Hewlêr’de KDP, Türk özel harp dairesinin talebi üzerine aralarında yaralı ve kadın gerillaların da bulunduğu 80’den fazla gerillayı katletti. Katliamın üzerinden yıllar geçmesine rağmen cenazelerini alamayan aileler, hala çocuklarının cenazelerini arıyor.
Hewlêr’de 16 Mayıs 1997 tarihinde gerçekleştirilen katliam hala aydınlatılmayı bekliyor. 16 Mayıs 1997 tarihinde KDP güçleri ile Barış Gücü adı altında bölgede görev yapan Türk askerleri, aralarında Heyva Sora Kurdistanê Hastanesi’nin de bulunduğu birçok kuruma yönelik düzenledikleri saldırıda, savunmasız onlarca kişiyi katlettiler. Kürt halkının tarihine kara bir leke olarak geçen 16 Mayıs Hewlêr Katliamı’nın üzerinden yıllar geçmesine rağmen şimdiye kadar ne yaşamını yitirenlerin cenazeleri ailelerine teslim edildi, ne gömüldükleri yerler açıklandı. Olayın failleri ise ne yakalandı ne yargılandı.

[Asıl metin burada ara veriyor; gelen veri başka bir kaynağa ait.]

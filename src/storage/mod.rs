//! Chronostore Storage Core
//!
//! This module provides the time-series data model and containers:
//!
//! - **moment**: `Moment`, one instant with calendar and clock views
//! - **types**: `TimedValue`, `TagId`, `AggregationType`, the `TimeKeyed` trait
//! - **arena**: pooled row storage owned by each multi-valued container
//! - **multimap**: key → rows primitive shared by the vector containers
//! - **series**: `TimeSeries`, one value per moment
//! - **temporal**: `TemporalData`, many fixed-dimension vectors per moment
//! - **lookup**: `LookupTable`, the shared tag ↔ id dictionary
//! - **tagged**: `TaggedTemporalData`, vector records keyed by (tag id, moment)
//! - **daily**: `DailyBucketStore`, calendar-day bucketing
//! - **error**: Error types
//!
//! # Architecture
//!
//! ```text
//! Ingest:
//!   (Moment, value)          → TimeSeries
//!   (Moment, vector)         → TemporalData ─┐
//!   (tag, Moment, vector)    → LookupTable::intern → TaggedTemporalData
//!                                             │
//! Roll-up:                                    ↓
//!   container.iter() → DailyBucketStore::aggregate → day buckets
//! ```
//!
//! # Concurrency
//!
//! `LookupTable` is safe to share and intern into from many threads. The
//! other containers take `&mut self` for writes; share them behind a single
//! lock per instance (for example `Arc<parking_lot::RwLock<TimeSeries<f64>>>`)
//! when more than one writer is involved.
//!
//! # Example
//!
//! ```rust
//! use chronostore::storage::{DailyBucketStore, LookupTable, Moment, TaggedTemporalData};
//! use std::sync::Arc;
//!
//! let table = Arc::new(LookupTable::<String>::new());
//! let mut readings = TaggedTemporalData::new(&table, 1);
//!
//! let t0 = Moment::from_calendar(2024, 1, 1, 0, 0, 0).unwrap();
//! let t1 = Moment::from_calendar(2024, 1, 1, 0, 5, 0).unwrap();
//! readings.append("temp-sensor-1", t0, &[21.5]).unwrap();
//! readings.append("temp-sensor-1", t1, &[21.7]).unwrap();
//!
//! let mut days: DailyBucketStore<Vec<f64>> = DailyBucketStore::new();
//! let records = readings.records_for("temp-sensor-1").unwrap();
//! days.aggregate(records.into_iter().map(|(m, row)| (m, row.to_vec())));
//!
//! assert_eq!(days.len(), 1);
//! assert_eq!(days.bucket(&t0.date()).map(Vec::len), Some(2));
//! ```

pub mod arena;
pub mod daily;
pub mod error;
pub mod lookup;
pub mod moment;
pub mod multimap;
pub mod series;
pub mod tagged;
pub mod temporal;
pub mod types;

// Re-export commonly used types
pub use arena::{RowArena, RowId};
pub use daily::{DailyBucketStore, FoldFn};
pub use error::{StoreError, StoreResult};
pub use lookup::LookupTable;
pub use moment::Moment;
pub use multimap::{MultiMap, Rows};
pub use series::TimeSeries;
pub use tagged::TaggedTemporalData;
pub use temporal::TemporalData;
pub use types::{AggregationType, TagId, TimeKeyed, TimedValue};

#[cfg(test)]
mod tests {
    use super::*;
    use chrono::NaiveDate;
    use std::sync::Arc;

    #[test]
    fn test_end_to_end_tagged_ingest_and_bucketing() {
        let table = Arc::new(LookupTable::<String>::new());
        let mut readings = TaggedTemporalData::new(&table, 1);

        let t0 = Moment::from_calendar(2024, 1, 1, 0, 0, 0).unwrap();
        let t1 = Moment::from_calendar(2024, 1, 1, 0, 5, 0).unwrap();

        let id = table.intern("temp-sensor-1").unwrap();
        assert_eq!(id, TagId(0));

        assert_eq!(readings.append("temp-sensor-1", t0, &[21.5]).unwrap(), id);
        assert_eq!(readings.append("temp-sensor-1", t1, &[21.7]).unwrap(), id);

        let at_t0: Vec<Vec<f64>> = readings
            .get_all("temp-sensor-1", &t0)
            .unwrap()
            .map(<[f64]>::to_vec)
            .collect();
        assert_eq!(at_t0, vec![vec![21.5]]);

        let mut days: DailyBucketStore<Vec<f64>> = DailyBucketStore::new();
        days.aggregate(
            readings
                .iter()
                .map(|(_, moment, row)| (moment, row.to_vec())),
        );

        let jan_first = NaiveDate::from_ymd_opt(2024, 1, 1).unwrap();
        assert_eq!(days.dates(), vec![jan_first]);

        let mut vectors: Vec<Vec<f64>> = days
            .bucket(&jan_first)
            .unwrap()
            .iter()
            .map(|r| r.value().clone())
            .collect();
        vectors.sort_by(|a, b| a[0].total_cmp(&b[0]));
        assert_eq!(vectors, vec![vec![21.5], vec![21.7]]);
    }
}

KDP ile PKK arasında ateşkesin olduğu 1997 yılında, KDP Türk askerlerine yardım etmeyeceklerini söyledi. Sözünü tutmayan KDP, hastaneye saldırıyla eşzamanlı olarak Kürdistan Ulusal Demokratik Birliği (YNDK) Genel Merkezi, Mezopotamya Kültür Merkezi (MKM) Hewlêr Şubesi, PKK Temsilciliği, Kürdistan Özgür Kadınlar Birliği (YAJK) Derneği, Welat ve Welate Roj gazeteleri de aynı güçler tarafından ağır silahlarla tarandı. Buralara gerçekleştirilen saldırılar sonucunda da birçok savunmasız insan yaşamını yitirdi. Saldırı sonrası başlatılan gözaltı ve tutuklama operasyonları aylarca sürdü. Bu katliam ardından çok şiddetli bir savaş sürecinin de önü açılmış oldu.
Kürt halkının tarihinde kara bir leke olan Hewlêr katliamında çoğu sakat, gazi ve yaralı olmak üzere 52 PKK kadro ve çalışanı katledilirken, tutuklanan birçok kişiden de bir daha haber alınamadı. Çoğunun katledildiği düşünülen bu kişilerle birlikte 80 civarında silahsız insan bu dönemde KDP tarafından katledildi.
Katliamın ardından KDP şehit düşenlerin cenazesini ailelerine vermedi. Cenazelerin bir kısmının Duhok yolu üzerindeki Hewler Havalimanı kontrol kulesinin bitişiğindeki araziye gizlice gömüldüğü, kayıtlarının bulunduğunu, buranın daha sonra köy mezarlığına dönüştüğü söyleniyor. Katliamda şehit düşenlerin ve kaybedilenlerin aileleri ve Hêvi Derneği, cenazelerin bulunması için Kürdistan Bölgesi İnsan Hakları Heyeti’ne ve Irak Parlamentosu İnsan Hakları Komisyonu’na bir dilekçe vermişti.